I made this recipe for SOB and everyone loved it! I served it cold because it was easier that way but you can serve it hot or cold. It's a different take on pasta salad, more of a southwest feel to it. I put some substitutes or suggestions in parenthesis for you. You could also add cilantro to this dish if it floats your boat.
~Enjoy Sara
P.S. Sorry I forgot to take a picture again :( I promise I'll get better.
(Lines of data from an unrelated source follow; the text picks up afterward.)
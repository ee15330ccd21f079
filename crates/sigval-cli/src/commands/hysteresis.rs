use crate::cli::HysteresisArgs;
use crate::error::CliError;
use crate::input::read_signals;

use super::CommandResult;

pub fn run(args: &HysteresisArgs) -> Result<CommandResult, CliError> {
    let loaded = read_signals(&args.input.input)?;
    let signal = loaded.find(&args.signal)?;

    let flags = signal.series().hysteresis(args.catch, args.drop)?;
    let on_samples = flags.values().iter().filter(|value| **value == 1.0).count();

    let data = serde_json::json!({
        "series": flags,
        "on_samples": on_samples,
    });
    Ok(CommandResult::ok(data).with_warnings(loaded.warnings.clone()))
}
Orzo with Spicy Buttermilk Dressing
Ingredients
1 cup uncooked orzo
1 cup frozen corn, thawed and drained
12 cherry tomatoes, quartered
3 green onions, sliced
1 cup edamame
1 (15 ounce) can black beans, rinsed and drained
1/4 cup low-fat buttermilk (2% milk + 1 tsp. lemon juice)
3 Tbs. fresh lime juice
2 Tbs. light sour cream
2 Tbs. light mayonnaise
1/2 to 1 tsp. chili powder (depending upon how spicy you like it)
1/2 tsp. kosher slat
1/4 tsp. black pepper
2 garlic cloves, crushed
1 peeled avocado, diced
1 Tbs. chopped fresh parsley (1 tsp. dried parsley)
Directions
1. Cook orzo according to package directions, omitting salt and fat. Drain and rinse; drain well. Place orzo, corn and next 4 ingredients (though beans) in a large bowl: toss.
2. Combine buttermilk, and next 8 ingredients (through garlic) in a small bowl, stirring well with a whisk. Drizzle over orzo; toss. Top with avocado; garnish with remaining parsley.